What is the number of lines in the records below holding the string "Children"? Reply with it and nothing else.
################
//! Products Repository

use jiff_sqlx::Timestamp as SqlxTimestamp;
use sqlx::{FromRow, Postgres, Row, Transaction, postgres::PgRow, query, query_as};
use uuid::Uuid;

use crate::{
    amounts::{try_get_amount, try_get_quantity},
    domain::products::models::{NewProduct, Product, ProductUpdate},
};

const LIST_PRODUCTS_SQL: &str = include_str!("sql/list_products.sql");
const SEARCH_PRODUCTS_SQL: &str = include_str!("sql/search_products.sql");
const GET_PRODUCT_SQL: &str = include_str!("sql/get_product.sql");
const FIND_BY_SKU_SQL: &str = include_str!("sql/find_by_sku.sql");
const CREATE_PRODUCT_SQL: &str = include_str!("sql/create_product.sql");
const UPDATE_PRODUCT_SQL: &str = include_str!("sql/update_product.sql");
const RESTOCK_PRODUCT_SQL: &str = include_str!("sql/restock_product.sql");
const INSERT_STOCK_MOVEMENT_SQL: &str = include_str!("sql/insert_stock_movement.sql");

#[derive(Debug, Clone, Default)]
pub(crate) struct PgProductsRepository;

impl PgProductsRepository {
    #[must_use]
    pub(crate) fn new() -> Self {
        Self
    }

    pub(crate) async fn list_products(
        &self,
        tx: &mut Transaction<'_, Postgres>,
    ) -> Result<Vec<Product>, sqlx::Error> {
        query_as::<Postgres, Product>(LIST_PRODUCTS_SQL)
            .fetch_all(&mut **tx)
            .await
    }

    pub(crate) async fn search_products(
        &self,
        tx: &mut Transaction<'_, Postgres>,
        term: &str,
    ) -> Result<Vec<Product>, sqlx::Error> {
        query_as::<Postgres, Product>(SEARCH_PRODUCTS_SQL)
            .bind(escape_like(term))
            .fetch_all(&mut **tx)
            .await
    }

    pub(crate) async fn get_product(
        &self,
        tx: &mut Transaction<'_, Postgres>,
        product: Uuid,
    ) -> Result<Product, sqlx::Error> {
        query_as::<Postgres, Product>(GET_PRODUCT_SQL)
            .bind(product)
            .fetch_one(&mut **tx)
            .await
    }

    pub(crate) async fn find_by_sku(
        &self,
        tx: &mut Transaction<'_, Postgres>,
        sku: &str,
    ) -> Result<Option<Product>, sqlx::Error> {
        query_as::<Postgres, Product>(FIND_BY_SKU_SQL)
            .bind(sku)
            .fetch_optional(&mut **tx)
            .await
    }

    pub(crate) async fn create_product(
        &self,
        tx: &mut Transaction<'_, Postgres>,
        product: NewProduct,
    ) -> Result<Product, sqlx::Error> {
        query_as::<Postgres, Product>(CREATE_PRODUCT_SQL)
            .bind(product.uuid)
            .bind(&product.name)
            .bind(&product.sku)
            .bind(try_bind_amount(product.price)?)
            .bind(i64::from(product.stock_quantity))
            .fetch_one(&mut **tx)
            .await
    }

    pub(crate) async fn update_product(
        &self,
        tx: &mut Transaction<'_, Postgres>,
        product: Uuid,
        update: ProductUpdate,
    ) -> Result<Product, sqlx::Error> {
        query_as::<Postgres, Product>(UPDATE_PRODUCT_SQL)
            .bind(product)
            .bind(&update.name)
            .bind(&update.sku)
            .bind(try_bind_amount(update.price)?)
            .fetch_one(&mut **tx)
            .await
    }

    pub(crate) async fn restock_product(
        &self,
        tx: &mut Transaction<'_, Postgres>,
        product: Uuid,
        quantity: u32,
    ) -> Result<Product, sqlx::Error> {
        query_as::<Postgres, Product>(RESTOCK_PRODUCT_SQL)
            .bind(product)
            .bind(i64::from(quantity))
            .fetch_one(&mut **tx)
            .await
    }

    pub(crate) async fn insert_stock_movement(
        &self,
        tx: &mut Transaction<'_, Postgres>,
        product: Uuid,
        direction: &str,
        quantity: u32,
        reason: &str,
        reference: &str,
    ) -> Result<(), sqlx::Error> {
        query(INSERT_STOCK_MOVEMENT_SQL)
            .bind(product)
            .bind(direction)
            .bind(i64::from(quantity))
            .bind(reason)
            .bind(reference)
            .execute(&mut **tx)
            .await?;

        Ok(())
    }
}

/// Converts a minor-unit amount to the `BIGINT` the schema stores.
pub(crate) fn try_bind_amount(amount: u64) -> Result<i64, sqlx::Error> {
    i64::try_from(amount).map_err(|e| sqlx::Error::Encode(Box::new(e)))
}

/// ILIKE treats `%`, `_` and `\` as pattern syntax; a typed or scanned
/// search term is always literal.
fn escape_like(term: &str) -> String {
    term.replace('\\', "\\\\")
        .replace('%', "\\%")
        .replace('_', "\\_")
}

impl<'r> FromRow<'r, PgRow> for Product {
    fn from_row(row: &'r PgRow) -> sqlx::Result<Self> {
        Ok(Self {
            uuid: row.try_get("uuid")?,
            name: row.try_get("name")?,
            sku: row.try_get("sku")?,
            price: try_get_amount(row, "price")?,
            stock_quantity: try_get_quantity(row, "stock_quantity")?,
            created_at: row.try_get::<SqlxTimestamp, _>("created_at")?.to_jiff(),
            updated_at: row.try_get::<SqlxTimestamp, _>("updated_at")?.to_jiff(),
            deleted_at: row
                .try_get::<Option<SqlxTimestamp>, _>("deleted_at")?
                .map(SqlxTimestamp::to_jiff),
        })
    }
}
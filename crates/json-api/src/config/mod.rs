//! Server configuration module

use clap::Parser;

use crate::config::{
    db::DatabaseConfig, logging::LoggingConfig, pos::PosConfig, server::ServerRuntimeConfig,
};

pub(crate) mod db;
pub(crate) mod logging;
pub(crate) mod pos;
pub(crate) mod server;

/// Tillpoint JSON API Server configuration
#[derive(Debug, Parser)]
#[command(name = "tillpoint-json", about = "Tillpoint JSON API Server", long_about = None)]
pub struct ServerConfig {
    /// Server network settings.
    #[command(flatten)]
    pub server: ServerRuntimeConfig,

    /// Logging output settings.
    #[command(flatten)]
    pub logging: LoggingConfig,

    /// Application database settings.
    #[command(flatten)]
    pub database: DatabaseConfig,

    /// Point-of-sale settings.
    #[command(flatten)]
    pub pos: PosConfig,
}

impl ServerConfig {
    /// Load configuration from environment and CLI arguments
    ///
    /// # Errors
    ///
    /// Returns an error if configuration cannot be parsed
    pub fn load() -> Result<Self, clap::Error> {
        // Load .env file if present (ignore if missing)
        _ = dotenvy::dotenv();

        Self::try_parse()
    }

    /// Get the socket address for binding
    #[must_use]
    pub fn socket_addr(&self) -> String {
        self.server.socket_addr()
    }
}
################
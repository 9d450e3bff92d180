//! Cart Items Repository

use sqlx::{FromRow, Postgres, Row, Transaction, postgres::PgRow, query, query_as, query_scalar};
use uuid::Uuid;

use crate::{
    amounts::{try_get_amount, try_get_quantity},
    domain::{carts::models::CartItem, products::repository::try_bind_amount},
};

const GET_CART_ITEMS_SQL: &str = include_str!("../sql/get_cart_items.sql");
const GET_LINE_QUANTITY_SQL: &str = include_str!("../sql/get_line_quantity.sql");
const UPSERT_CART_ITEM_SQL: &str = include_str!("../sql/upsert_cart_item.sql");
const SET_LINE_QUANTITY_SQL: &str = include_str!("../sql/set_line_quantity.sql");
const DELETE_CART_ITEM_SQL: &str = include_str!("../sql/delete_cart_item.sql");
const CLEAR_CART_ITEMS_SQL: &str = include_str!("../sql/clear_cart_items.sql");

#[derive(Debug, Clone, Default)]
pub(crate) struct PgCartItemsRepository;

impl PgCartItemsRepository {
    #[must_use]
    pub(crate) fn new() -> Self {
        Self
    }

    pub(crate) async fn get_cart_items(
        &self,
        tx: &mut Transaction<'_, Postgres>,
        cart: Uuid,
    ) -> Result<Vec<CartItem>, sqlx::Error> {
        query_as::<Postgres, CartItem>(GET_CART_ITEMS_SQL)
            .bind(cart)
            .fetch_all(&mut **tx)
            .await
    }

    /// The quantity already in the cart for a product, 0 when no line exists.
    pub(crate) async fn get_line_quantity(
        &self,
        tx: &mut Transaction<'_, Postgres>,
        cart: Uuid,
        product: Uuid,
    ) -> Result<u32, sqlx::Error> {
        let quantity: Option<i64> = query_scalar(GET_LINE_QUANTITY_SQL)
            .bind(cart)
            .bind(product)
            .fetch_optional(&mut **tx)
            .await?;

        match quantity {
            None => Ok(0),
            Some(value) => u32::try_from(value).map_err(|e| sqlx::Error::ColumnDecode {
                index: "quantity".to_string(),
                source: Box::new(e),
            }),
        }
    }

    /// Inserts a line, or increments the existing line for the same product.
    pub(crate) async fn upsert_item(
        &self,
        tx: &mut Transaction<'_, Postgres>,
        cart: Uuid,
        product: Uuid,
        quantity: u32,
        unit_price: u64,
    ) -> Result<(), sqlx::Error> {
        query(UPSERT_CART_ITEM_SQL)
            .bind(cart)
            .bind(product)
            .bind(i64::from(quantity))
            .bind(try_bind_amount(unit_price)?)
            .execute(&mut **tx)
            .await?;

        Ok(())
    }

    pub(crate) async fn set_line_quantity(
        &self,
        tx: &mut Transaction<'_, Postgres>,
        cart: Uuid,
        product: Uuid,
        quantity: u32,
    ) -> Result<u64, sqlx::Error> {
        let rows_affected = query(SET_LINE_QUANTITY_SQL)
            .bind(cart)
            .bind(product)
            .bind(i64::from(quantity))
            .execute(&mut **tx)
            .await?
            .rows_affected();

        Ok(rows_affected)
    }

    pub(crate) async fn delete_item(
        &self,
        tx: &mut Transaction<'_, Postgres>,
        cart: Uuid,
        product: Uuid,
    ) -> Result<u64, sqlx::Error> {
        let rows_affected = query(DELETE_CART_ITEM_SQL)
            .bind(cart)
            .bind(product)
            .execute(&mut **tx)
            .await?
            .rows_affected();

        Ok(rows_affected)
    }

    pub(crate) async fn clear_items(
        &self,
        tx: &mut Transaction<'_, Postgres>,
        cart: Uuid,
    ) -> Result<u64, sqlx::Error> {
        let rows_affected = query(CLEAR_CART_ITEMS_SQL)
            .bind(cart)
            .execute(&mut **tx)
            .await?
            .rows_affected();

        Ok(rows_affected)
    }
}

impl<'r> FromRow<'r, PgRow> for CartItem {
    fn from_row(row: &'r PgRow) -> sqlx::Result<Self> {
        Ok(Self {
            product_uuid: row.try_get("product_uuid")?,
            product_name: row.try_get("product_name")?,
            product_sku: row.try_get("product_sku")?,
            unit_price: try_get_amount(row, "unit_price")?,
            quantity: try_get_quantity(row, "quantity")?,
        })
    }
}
################
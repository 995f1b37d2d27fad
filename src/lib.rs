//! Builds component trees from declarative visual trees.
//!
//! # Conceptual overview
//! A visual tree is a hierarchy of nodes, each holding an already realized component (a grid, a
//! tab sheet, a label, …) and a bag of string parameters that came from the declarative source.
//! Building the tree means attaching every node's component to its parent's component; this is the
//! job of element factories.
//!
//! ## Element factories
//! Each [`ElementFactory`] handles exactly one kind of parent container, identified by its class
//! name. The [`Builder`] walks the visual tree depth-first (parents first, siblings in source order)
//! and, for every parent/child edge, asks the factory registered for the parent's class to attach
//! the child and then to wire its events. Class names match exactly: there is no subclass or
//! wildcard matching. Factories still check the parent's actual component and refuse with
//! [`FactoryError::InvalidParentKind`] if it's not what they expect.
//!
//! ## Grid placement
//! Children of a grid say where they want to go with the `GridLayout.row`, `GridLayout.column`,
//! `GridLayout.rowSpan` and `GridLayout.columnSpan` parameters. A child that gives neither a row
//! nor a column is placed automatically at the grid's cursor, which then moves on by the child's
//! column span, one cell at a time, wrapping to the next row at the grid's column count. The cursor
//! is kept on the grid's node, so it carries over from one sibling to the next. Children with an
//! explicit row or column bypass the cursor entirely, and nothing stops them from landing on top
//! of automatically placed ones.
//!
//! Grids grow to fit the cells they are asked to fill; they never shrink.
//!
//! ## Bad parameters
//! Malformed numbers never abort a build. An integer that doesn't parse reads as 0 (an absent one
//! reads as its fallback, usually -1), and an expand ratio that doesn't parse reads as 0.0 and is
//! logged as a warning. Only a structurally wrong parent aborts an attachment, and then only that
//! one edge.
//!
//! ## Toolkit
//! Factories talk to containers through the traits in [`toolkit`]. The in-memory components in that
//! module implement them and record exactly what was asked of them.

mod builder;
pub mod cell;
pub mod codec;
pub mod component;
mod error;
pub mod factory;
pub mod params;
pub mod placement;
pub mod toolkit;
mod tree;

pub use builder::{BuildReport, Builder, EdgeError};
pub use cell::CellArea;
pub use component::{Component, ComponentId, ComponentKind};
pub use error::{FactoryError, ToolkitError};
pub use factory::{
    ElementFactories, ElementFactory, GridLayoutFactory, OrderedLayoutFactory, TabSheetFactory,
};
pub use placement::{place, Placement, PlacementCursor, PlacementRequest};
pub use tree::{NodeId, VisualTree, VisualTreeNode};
################
- [Answer for the task] 2